** Data extracts follows **

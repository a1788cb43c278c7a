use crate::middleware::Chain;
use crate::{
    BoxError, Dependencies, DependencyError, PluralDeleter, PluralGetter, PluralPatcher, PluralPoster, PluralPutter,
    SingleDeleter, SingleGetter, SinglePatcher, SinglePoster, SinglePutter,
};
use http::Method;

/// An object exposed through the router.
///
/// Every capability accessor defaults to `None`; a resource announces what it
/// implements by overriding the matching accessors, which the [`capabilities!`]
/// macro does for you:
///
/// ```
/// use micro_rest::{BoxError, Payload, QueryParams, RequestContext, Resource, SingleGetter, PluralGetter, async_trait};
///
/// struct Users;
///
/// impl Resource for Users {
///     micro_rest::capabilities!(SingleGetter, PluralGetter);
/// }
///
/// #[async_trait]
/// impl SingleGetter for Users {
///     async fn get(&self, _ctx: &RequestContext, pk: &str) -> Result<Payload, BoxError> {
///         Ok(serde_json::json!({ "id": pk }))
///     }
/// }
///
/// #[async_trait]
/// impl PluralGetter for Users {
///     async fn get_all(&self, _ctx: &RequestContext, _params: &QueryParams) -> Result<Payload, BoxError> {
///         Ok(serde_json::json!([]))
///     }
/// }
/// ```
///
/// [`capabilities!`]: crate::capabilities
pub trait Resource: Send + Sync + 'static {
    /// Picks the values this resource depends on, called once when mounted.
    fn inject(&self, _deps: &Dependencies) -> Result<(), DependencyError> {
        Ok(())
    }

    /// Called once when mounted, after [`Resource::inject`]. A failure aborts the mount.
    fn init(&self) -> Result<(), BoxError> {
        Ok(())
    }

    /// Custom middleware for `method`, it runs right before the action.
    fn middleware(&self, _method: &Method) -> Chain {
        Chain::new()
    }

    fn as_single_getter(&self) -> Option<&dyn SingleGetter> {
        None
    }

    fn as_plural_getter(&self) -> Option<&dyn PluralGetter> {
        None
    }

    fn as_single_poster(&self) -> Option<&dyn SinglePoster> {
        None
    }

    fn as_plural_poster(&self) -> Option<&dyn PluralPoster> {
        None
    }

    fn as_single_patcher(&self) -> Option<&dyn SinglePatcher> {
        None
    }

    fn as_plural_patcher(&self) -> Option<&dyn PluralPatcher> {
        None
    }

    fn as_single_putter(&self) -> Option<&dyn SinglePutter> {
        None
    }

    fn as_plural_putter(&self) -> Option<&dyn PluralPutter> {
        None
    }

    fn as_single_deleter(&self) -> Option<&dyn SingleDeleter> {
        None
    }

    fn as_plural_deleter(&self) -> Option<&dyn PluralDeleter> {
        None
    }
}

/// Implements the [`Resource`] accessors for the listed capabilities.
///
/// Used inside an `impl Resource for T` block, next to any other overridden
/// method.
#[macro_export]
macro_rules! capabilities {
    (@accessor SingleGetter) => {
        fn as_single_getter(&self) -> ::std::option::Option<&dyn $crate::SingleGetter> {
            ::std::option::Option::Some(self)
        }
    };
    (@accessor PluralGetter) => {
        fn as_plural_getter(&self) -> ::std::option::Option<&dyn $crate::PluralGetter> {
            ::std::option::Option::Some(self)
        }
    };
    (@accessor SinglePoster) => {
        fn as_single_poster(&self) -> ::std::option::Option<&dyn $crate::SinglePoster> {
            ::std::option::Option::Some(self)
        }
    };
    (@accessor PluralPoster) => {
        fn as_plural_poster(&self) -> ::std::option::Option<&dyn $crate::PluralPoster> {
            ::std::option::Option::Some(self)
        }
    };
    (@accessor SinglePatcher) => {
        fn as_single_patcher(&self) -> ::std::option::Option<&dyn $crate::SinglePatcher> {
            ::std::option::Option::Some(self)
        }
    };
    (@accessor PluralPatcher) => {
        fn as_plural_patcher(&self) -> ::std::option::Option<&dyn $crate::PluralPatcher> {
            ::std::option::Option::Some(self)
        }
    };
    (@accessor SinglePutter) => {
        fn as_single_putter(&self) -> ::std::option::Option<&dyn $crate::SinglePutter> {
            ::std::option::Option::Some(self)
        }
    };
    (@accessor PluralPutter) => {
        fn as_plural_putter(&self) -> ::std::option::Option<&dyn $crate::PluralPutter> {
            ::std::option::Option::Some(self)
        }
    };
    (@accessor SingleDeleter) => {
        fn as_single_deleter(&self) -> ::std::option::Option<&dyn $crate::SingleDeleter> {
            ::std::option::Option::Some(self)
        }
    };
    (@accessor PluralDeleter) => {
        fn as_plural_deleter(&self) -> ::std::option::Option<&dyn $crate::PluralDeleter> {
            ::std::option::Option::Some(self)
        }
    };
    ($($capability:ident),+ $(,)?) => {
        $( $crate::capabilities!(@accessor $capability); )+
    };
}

** End of Data extracts **
** Data extracts follows **

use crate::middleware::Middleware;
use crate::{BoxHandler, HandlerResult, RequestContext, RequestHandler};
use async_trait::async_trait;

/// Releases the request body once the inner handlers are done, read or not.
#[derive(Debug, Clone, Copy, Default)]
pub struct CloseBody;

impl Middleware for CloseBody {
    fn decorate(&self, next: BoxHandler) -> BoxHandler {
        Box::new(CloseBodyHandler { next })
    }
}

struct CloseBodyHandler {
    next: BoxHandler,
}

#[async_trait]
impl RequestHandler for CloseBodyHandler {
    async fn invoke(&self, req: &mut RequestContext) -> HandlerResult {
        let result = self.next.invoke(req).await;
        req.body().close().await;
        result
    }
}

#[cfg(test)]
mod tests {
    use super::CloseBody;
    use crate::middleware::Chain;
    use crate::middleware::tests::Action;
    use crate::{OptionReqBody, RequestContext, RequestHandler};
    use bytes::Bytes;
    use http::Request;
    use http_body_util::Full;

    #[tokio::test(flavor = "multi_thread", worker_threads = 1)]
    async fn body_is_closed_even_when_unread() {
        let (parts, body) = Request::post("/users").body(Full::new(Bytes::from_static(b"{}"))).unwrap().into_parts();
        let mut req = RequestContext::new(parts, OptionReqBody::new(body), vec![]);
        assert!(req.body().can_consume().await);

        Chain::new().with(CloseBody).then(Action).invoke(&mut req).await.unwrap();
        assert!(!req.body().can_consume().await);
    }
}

** End of Data extracts **

#### Exercise prompt:
What you return must be an exact retyping of the lines above starting at the line with "fn as_plural_deleter(&self) -> Option<&dyn" and ending at the line with "#[macro_export]", and nothing besides.

#### Reply to the task:
    fn as_plural_deleter(&self) -> Option<&dyn PluralDeleter> {
        None
    }
}

/// Implements the [`Resource`] accessors for the listed capabilities.
///
/// Used inside an `impl Resource for T` block, next to any other overridden
/// method.
#[macro_export]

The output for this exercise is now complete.